WORK TO BE COMPLETED: Report the number of lines of the listing below containing the string "struct", with nothing added.

TASK DATA:
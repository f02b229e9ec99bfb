pub mod cell;
pub mod resources;

use rand::Rng;
use serde::{Deserialize, Serialize};

/// Euclidean modulo: always lands in `[0, dimension)`.
pub fn wrap(coord: i32, dimension: i32) -> i32 {
    coord.rem_euclid(dimension)
}

#[derive(Debug, Clone, Copy, PartialEq, Eq, Hash, Serialize, Deserialize)]
pub struct Position {
    pub x: i32,
    pub y: i32,
}

impl Position {
    pub fn new(x: i32, y: i32) -> Self {
        Self { x, y }
    }

    pub fn random<R: Rng + ?Sized>(rng: &mut R, width: i32, height: i32) -> Self {
        Self {
            x: rng.gen_range(0..width),
            y: rng.gen_range(0..height),
        }
    }

    /// The neighbouring cell in `direction`, wrapped onto the torus.
    pub fn offset(self, direction: Direction, width: i32, height: i32) -> Self {
        let (dx, dy) = direction.to_delta();
        Self {
            x: wrap(self.x + dx, width),
            y: wrap(self.y + dy, height),
        }
    }

    pub fn is_within(self, width: i32, height: i32) -> bool {
        (0..width).contains(&self.x) && (0..height).contains(&self.y)
    }
}

/// Facing of an agent. Discriminants are the persisted values and turning
/// works modulo 4 on them.
#[derive(Debug, Clone, Copy, PartialEq, Eq, Hash, Serialize, Deserialize)]
pub enum Direction {
    Right = 0,
    Up = 1,
    Left = 2,
    Down = 3,
}

impl Direction {
    pub const ALL: [Direction; 4] = [
        Direction::Right,
        Direction::Up,
        Direction::Left,
        Direction::Down,
    ];

    pub fn from_index(index: u32) -> Option<Self> {
        Self::ALL.get(index as usize).copied()
    }

    pub fn index(self) -> u32 {
        self as u32
    }

    pub fn random<R: Rng + ?Sized>(rng: &mut R) -> Self {
        Self::ALL[rng.gen_range(0..Self::ALL.len())]
    }

    pub fn to_delta(self) -> (i32, i32) {
        match self {
            Direction::Right => (1, 0),
            Direction::Up => (0, -1),
            Direction::Left => (-1, 0),
            Direction::Down => (0, 1),
        }
    }

    pub fn turned_left(self) -> Self {
        Self::ALL[(self.index() as usize + 1) % 4]
    }

    pub fn turned_right(self) -> Self {
        Self::ALL[(self.index() as usize + 3) % 4]
    }
}
use rand::Rng;
use serde::{Deserialize, Serialize};
use std::fmt;

/// The closed set of things an agent can do in one tick. `Step` covers
/// eating and attacking depending on what is ahead.
#[derive(Debug, Clone, Copy, PartialEq, Eq, Hash, Serialize, Deserialize)]
pub enum AgentAction {
    Nothing = 0,
    Step = 1,
    TurnLeft = 2,
    TurnRight = 3,
}

impl AgentAction {
    pub const ALL: [AgentAction; 4] = [
        AgentAction::Nothing,
        AgentAction::Step,
        AgentAction::TurnLeft,
        AgentAction::TurnRight,
    ];

    pub fn from_index(index: u32) -> Option<Self> {
        Self::ALL.get(index as usize).copied()
    }

    pub fn index(self) -> u32 {
        self as u32
    }

    pub fn random<R: Rng + ?Sized>(rng: &mut R) -> Self {
        Self::ALL[rng.gen_range(0..Self::ALL.len())]
    }
}

impl fmt::Display for AgentAction {
    fn fmt(&self, f: &mut fmt::Formatter<'_>) -> fmt::Result {
        let name = match self {
            AgentAction::Nothing => "nothing",
            AgentAction::Step => "step",
            AgentAction::TurnLeft => "turn-left",
            AgentAction::TurnRight => "turn-right",
        };
        f.write_str(name)
    }
}

#[cfg(test)]
mod tests {
    use super::*;
    use rand::{rngs::StdRng, SeedableRng};

    #[test]
    fn test_action_from_index() {
        assert_eq!(AgentAction::from_index(1), Some(AgentAction::Step));
        assert_eq!(AgentAction::from_index(3), Some(AgentAction::TurnRight));
        assert_eq!(AgentAction::from_index(4), None);
    }

    #[test]
    fn test_random_action_covers_set() {
        let mut rng = StdRng::seed_from_u64(11);
        let mut seen = [false; 4];
        for _ in 0..200 {
            seen[AgentAction::random(&mut rng).index() as usize] = true;
        }
        assert!(seen.iter().all(|&s| s));
    }
}
use super::Game;
use crate::agent::action::AgentAction;
use crate::config::{AgentConfig, Config};
use crate::world::cell::Environment;
use crate::world::Position;

impl Game {
    /// Advances the whole population by one tick.
    ///
    /// Agents act in index order against the live world, so later agents see
    /// what earlier agents did this tick. Only agents alive when the tick
    /// starts get a turn; damage dealt during the tick shows up in sensing
    /// right away but does not cancel a pending turn. Metabolism runs after
    /// every agent has acted.
    pub fn step(&mut self, config: &Config) {
        let alive_at_start: Vec<bool> = self.agents.iter().map(|a| a.is_alive()).collect();

        for (index, alive) in alive_at_start.into_iter().enumerate() {
            if !alive {
                continue;
            }

            let agent = &mut self.agents[index];
            agent.lifetime += 1;
            if agent.lifetime >= config.agent.max_lifetime {
                agent.metabolism.kill();
                continue;
            }

            self.run_automaton(index, &config.agent);
        }

        for agent in &mut self.agents {
            agent.metabolism.tick(&config.agent);
        }
    }

    /// Steps until the population is extinct. Returns the ticks taken.
    pub fn run_to_extinction(&mut self, config: &Config) -> u64 {
        let mut ticks = 0;
        while !self.is_everyone_dead() {
            self.step(config);
            ticks += 1;
        }
        ticks
    }

    /// Fires the first gene matching the agent's state and surroundings. An
    /// agent with no matching gene idles and keeps its state.
    fn run_automaton(&mut self, index: usize, rules: &AgentConfig) {
        let environment = self.sense(index);
        let agent = &self.agents[index];
        let Some(gene) = agent
            .chromosome
            .first_match(agent.current_state, environment)
            .copied()
        else {
            return;
        };

        self.execute_action(index, gene.action, rules);
        self.agents[index].current_state = gene.next_state;
    }

    pub fn position_ahead(&self, index: usize) -> Position {
        let agent = &self.agents[index];
        agent.pos.offset(agent.direction, self.width, self.height)
    }

    /// Classifies the cell ahead of an agent. Food outranks agents, agents
    /// outrank walls.
    pub fn sense(&self, index: usize) -> Environment {
        let ahead = self.position_ahead(index);

        if self.food_index_at(ahead).is_some() {
            Environment::Food
        } else if self.living_agent_index_at(ahead, index).is_some() {
            Environment::Agent
        } else if self.wall_at(ahead).is_some() {
            Environment::Wall
        } else {
            Environment::Nothing
        }
    }

    pub fn execute_action(&mut self, index: usize, action: AgentAction, rules: &AgentConfig) {
        self.agents[index].record_action(action);

        match action {
            AgentAction::Nothing => {}
            AgentAction::Step => self.step_forward(index, rules),
            AgentAction::TurnLeft => {
                let agent = &mut self.agents[index];
                agent.direction = agent.direction.turned_left();
            }
            AgentAction::TurnRight => {
                let agent = &mut self.agents[index];
                agent.direction = agent.direction.turned_right();
            }
        }
    }

    /// Eat, attack, bump into a wall or move, in that order of precedence.
    fn step_forward(&mut self, index: usize, rules: &AgentConfig) {
        let ahead = self.position_ahead(index);

        if let Some(food_index) = self.food_index_at(ahead) {
            let consumed = self.food[food_index].consume_unit();
            debug_assert!(consumed);
            self.agents[index].metabolism.eat(rules.food_hunger_recovery);
        } else if let Some(victim) = self.living_agent_index_at(ahead, index) {
            // No death check here; the result is visible from the next sensing on.
            self.agents[victim].metabolism.take_damage(rules.attack_damage);
            self.agents[index]
                .metabolism
                .take_damage(rules.retaliation_damage);
        } else if self.wall_at(ahead).is_none() {
            self.agents[index].pos = ahead;
        }
    }

    fn food_index_at(&self, pos: Position) -> Option<usize> {
        self.food
            .iter()
            .position(|f| f.is_available() && f.pos == pos)
    }

    fn living_agent_index_at(&self, pos: Position, except: usize) -> Option<usize> {
        self.agents
            .iter()
            .enumerate()
            .find(|(i, a)| *i != except && a.is_alive() && a.pos == pos)
            .map(|(i, _)| i)
    }
}
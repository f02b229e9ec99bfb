use crate::error::SimError;
use serde::{Deserialize, Serialize};

#[derive(Debug, Clone, Serialize, Deserialize)]
pub struct Config {
    pub world: WorldConfig,
    pub agent: AgentConfig,
    pub evolution: EvolutionConfig,
    pub simulation: SimulationConfig,
    pub trainer: TrainerConfig,
    pub checkpoint: CheckpointConfig,
    pub server: ServerConfig,
}

#[derive(Debug, Clone, Serialize, Deserialize)]
pub struct WorldConfig {
    pub width: i32,
    pub height: i32,
    pub agents_count: usize,
    pub food_count: usize,
    pub walls_count: usize,
    pub food_quantity_max: i32,
}

#[derive(Debug, Clone, Serialize, Deserialize)]
pub struct AgentConfig {
    pub starting_health: i32,
    pub starting_hunger: i32,
    pub lethal_hunger: i32,
    pub hunger_tick: i32,
    pub food_hunger_recovery: i32,
    pub attack_damage: i32,
    pub retaliation_damage: i32,
    pub max_lifetime: u64,
}

#[derive(Debug, Clone, Serialize, Deserialize)]
pub struct EvolutionConfig {
    pub genes_count: usize,
    pub mutation_threshold: u32,
    pub mutation_probability: u32,
    pub mating_selection_pool: usize,
    /// Fixed RNG seed; `None` seeds from entropy.
    pub seed: Option<u64>,
}

#[derive(Debug, Clone, Serialize, Deserialize)]
pub struct SimulationConfig {
    /// Automatic ticks in server mode. 0 means manual stepping only.
    pub ticks_per_second: u64,
    pub auto_advance: bool,
}

#[derive(Debug, Clone, Serialize, Deserialize)]
pub struct TrainerConfig {
    pub generations: u64,
    pub snapshot_path: String,
    pub log_every: u64,
}

#[derive(Debug, Clone, Serialize, Deserialize)]
pub struct CheckpointConfig {
    pub enabled: bool,
    pub interval_generations: u64,
    pub directory: String,
    pub keep_last_n: usize,
}

#[derive(Debug, Clone, Serialize, Deserialize)]
pub struct ServerConfig {
    pub enabled: bool,
    pub address: String,
    pub port: u16,
    pub update_rate_hz: u64,
    pub static_dir: String,
}

impl Default for Config {
    fn default() -> Self {
        Self {
            world: WorldConfig {
                width: 48,
                height: 25,
                agents_count: 64,
                food_count: 256,
                walls_count: 128,
                food_quantity_max: 4,
            },
            agent: AgentConfig {
                starting_health: 100,
                starting_hunger: 50,
                lethal_hunger: 100,
                hunger_tick: 10,
                food_hunger_recovery: 30,
                attack_damage: 10,
                retaliation_damage: 5,
                max_lifetime: 100,
            },
            evolution: EvolutionConfig {
                genes_count: 128,
                mutation_threshold: 16,
                mutation_probability: 256,
                mating_selection_pool: 32,
                seed: None,
            },
            simulation: SimulationConfig {
                ticks_per_second: 0,
                auto_advance: false,
            },
            trainer: TrainerConfig {
                generations: 1024 * 8,
                snapshot_path: "output/game_state.bin".to_string(),
                log_every: 256,
            },
            checkpoint: CheckpointConfig {
                enabled: true,
                interval_generations: 1024,
                directory: "checkpoints".to_string(),
                keep_last_n: 8,
            },
            server: ServerConfig {
                enabled: true,
                address: "127.0.0.1".to_string(),
                port: 8080,
                update_rate_hz: 10,
                static_dir: "static".to_string(),
            },
        }
    }
}

impl Config {
    pub fn load_from_file(path: &str) -> Result<Self, Box<dyn std::error::Error>> {
        let content = std::fs::read_to_string(path)?;
        let config: Config = serde_json::from_str(&content)?;
        config.validate()?;
        Ok(config)
    }

    pub fn save_to_file(&self, path: &str) -> Result<(), Box<dyn std::error::Error>> {
        let content = serde_json::to_string_pretty(self)?;
        std::fs::write(path, content)?;
        Ok(())
    }

    /// Per-gene mutation chance as a fraction.
    pub fn mutation_rate(&self) -> f64 {
        self.evolution.mutation_threshold as f64 / self.evolution.mutation_probability as f64
    }

    pub fn validate(&self) -> Result<(), SimError> {
        let world = &self.world;
        if world.width <= 0 || world.height <= 0 {
            return Err(SimError::InvalidConfig(format!(
                "board must be non-empty, got {}x{}",
                world.width, world.height
            )));
        }

        let cells = world.width as usize * world.height as usize;
        let entities = world.agents_count + world.food_count + world.walls_count;
        if entities > cells {
            return Err(SimError::InvalidConfig(format!(
                "{} entities do not fit on a {}x{} board",
                entities, world.width, world.height
            )));
        }

        if world.food_quantity_max < 1 {
            return Err(SimError::InvalidConfig(
                "food_quantity_max must be at least 1".to_string(),
            ));
        }

        let evolution = &self.evolution;
        if evolution.genes_count == 0 || evolution.genes_count % 2 != 0 {
            return Err(SimError::InvalidConfig(format!(
                "genes_count must be even and non-zero, got {}",
                evolution.genes_count
            )));
        }

        if evolution.mating_selection_pool == 0 {
            return Err(SimError::InvalidConfig(
                "mating_selection_pool must be at least 1".to_string(),
            ));
        }

        if evolution.mutation_probability == 0
            || evolution.mutation_threshold > evolution.mutation_probability
        {
            return Err(SimError::InvalidConfig(format!(
                "mutation threshold {} must not exceed probability {}",
                evolution.mutation_threshold, evolution.mutation_probability
            )));
        }

        if self.agent.max_lifetime == 0 {
            return Err(SimError::InvalidConfig(
                "max_lifetime must be at least 1".to_string(),
            ));
        }

        Ok(())
    }
}
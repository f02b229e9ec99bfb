use thiserror::Error;

#[derive(Debug, Error)]
pub enum SimError {
    #[error("invalid config: {0}")]
    InvalidConfig(String),
    #[error("no free cell found after {attempts} attempts")]
    NoFreeCell { attempts: usize },
}
pub mod protocol;
pub mod state_stream;

use crate::config::Config;
use crate::session::Session;
use axum::{
    extract::{
        ws::{Message, WebSocket},
        State as AxumState, WebSocketUpgrade,
    },
    response::IntoResponse,
    routing::get,
    Router,
};
use futures_util::stream::SplitSink;
use futures_util::{SinkExt, StreamExt};
use protocol::{ClientMessage, ServerMessage};
use state_stream::StateStream;
use std::sync::Arc;
use tokio::sync::RwLock;
use tokio::time::{interval, Duration};
use tower_http::services::ServeDir;

#[derive(Clone)]
struct AppState {
    stream: StateStream,
    config: Config,
}

pub async fn run_server(config: Config, session: Arc<RwLock<Session>>) -> std::io::Result<()> {
    let addr = format!("{}:{}", config.server.address, config.server.port);

    let app_state = AppState {
        stream: StateStream::new(session),
        config: config.clone(),
    };

    let app = Router::new()
        .route("/ws", get(websocket_handler))
        .fallback_service(ServeDir::new(&config.server.static_dir))
        .with_state(app_state);

    log::info!("HTTP server with WebSocket listening on: {}", addr);
    log::info!("Static files served from: {}", config.server.static_dir);
    log::info!("WebSocket endpoint: ws://{}/ws", addr);

    let listener = tokio::net::TcpListener::bind(&addr).await?;
    axum::serve(listener, app).await
}

async fn websocket_handler(
    ws: WebSocketUpgrade,
    AxumState(state): AxumState<AppState>,
) -> impl IntoResponse {
    ws.on_upgrade(|socket| handle_websocket(socket, state))
}

async fn send_message(sender: &mut SplitSink<WebSocket, Message>, message: &ServerMessage) -> bool {
    match serde_json::to_string(message) {
        Ok(json) => sender.send(Message::Text(json)).await.is_ok(),
        Err(e) => {
            log::error!("Failed to serialize message: {}", e);
            true
        }
    }
}

/// Frame push period, never shorter than one millisecond.
fn update_period(rate_hz: u64) -> Duration {
    Duration::from_millis((1000 / rate_hz.max(1)).max(1))
}

async fn handle_websocket(socket: WebSocket, app_state: AppState) {
    let (mut sender, mut receiver) = socket.split();
    let mut update_interval = interval(update_period(app_state.config.server.update_rate_hz));

    loop {
        tokio::select! {
            _ = update_interval.tick() => {
                let frame = app_state.stream.frame().await;
                if !send_message(&mut sender, &frame).await {
                    log::info!("Client disconnected");
                    break;
                }
            }

            Some(msg) = receiver.next() => {
                match msg {
                    Ok(Message::Text(text)) => {
                        let reply = match serde_json::from_str::<ClientMessage>(&text) {
                            Ok(command) => app_state.stream.handle(command).await,
                            Err(e) => ServerMessage::error(format!("unrecognized message: {}", e)),
                        };
                        if !send_message(&mut sender, &reply).await {
                            log::info!("Client disconnected");
                            break;
                        }
                    }
                    Ok(Message::Close(_)) => {
                        log::info!("Client requested close");
                        break;
                    }
                    Err(e) => {
                        log::error!("WebSocket error: {}", e);
                        break;
                    }
                    _ => {}
                }
            }
        }
    }

    log::info!("WebSocket connection closed");
}

#[cfg(test)]
mod tests {
    use super::*;

    #[test]
    fn test_update_period_is_never_zero() {
        assert_eq!(update_period(10), Duration::from_millis(100));
        assert_eq!(update_period(0), Duration::from_millis(1000));
        assert_eq!(update_period(5000), Duration::from_millis(1));
    }
}
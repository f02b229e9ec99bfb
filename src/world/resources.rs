use super::Position;
use serde::{Deserialize, Serialize};

#[derive(Debug, Clone, Copy, PartialEq, Eq, Serialize, Deserialize)]
pub struct Food {
    pub pos: Position,
    pub quantity: i32,
}

impl Food {
    pub fn new(pos: Position, quantity: i32) -> Self {
        Self { pos, quantity }
    }

    /// Depleted food keeps its slot but is invisible to sensing and eating.
    pub fn is_available(&self) -> bool {
        self.quantity > 0
    }

    /// Takes one unit. Returns false if nothing was left.
    pub fn consume_unit(&mut self) -> bool {
        if !self.is_available() {
            return false;
        }
        self.quantity -= 1;
        true
    }
}

#[derive(Debug, Clone, Copy, PartialEq, Eq, Serialize, Deserialize)]
pub struct Wall {
    pub pos: Position,
}

impl Wall {
    pub fn new(pos: Position) -> Self {
        Self { pos }
    }
}
use crate::agent::chromosome::{Chromosome, Gene};
use rand::Rng;

/// Single-point crossover at the midpoint: the first half of the genes
/// comes from `first`, the second half from `second`.
pub fn crossover(first: &Chromosome, second: &Chromosome) -> Chromosome {
    let len = first.len().min(second.len());
    let midpoint = len / 2;

    let genes = first.genes[..midpoint]
        .iter()
        .chain(&second.genes[midpoint..len])
        .copied()
        .collect();

    Chromosome::new(genes)
}

/// Independently replaces each gene with a fresh random one with
/// probability `mutation_rate`. Returns the number of genes replaced.
pub fn mutate<R: Rng + ?Sized>(
    chromosome: &mut Chromosome,
    mutation_rate: f64,
    state_count: usize,
    rng: &mut R,
) -> usize {
    let mut mutated = 0;
    for gene in &mut chromosome.genes {
        if rng.gen::<f64>() < mutation_rate {
            *gene = Gene::random(rng, state_count);
            mutated += 1;
        }
    }
    mutated
}

#[cfg(test)]
mod tests {
    use super::*;
    use rand::{rngs::StdRng, SeedableRng};

    #[test]
    fn test_crossover_halves() {
        let mut rng = StdRng::seed_from_u64(21);
        let first = Chromosome::random(&mut rng, 16);
        let second = Chromosome::random(&mut rng, 16);

        let child = crossover(&first, &second);

        assert_eq!(child.len(), 16);
        assert_eq!(&child.genes[..8], &first.genes[..8]);
        assert_eq!(&child.genes[8..], &second.genes[8..]);
    }

    #[test]
    fn test_self_crossover_is_identity() {
        let mut rng = StdRng::seed_from_u64(22);
        let parent = Chromosome::random(&mut rng, 10);
        assert_eq!(crossover(&parent, &parent), parent);
    }

    #[test]
    fn test_mutate_no_mutation() {
        let mut rng = StdRng::seed_from_u64(23);
        let original = Chromosome::random(&mut rng, 64);
        let mut chromosome = original.clone();

        assert_eq!(mutate(&mut chromosome, 0.0, 64, &mut rng), 0);
        assert_eq!(chromosome, original);
    }

    #[test]
    fn test_mutate_with_mutation() {
        let mut rng = StdRng::seed_from_u64(24);
        let original = Chromosome::random(&mut rng, 64);
        let mut chromosome = original.clone();

        let mutated = mutate(&mut chromosome, 1.0, 64, &mut rng);

        assert_eq!(mutated, 64);
        assert_eq!(chromosome.len(), 64);
        let differences = original
            .genes
            .iter()
            .zip(&chromosome.genes)
            .filter(|(a, b)| a != b)
            .count();
        assert!(differences > 32);
    }
}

EXERCISE ANSWER: 12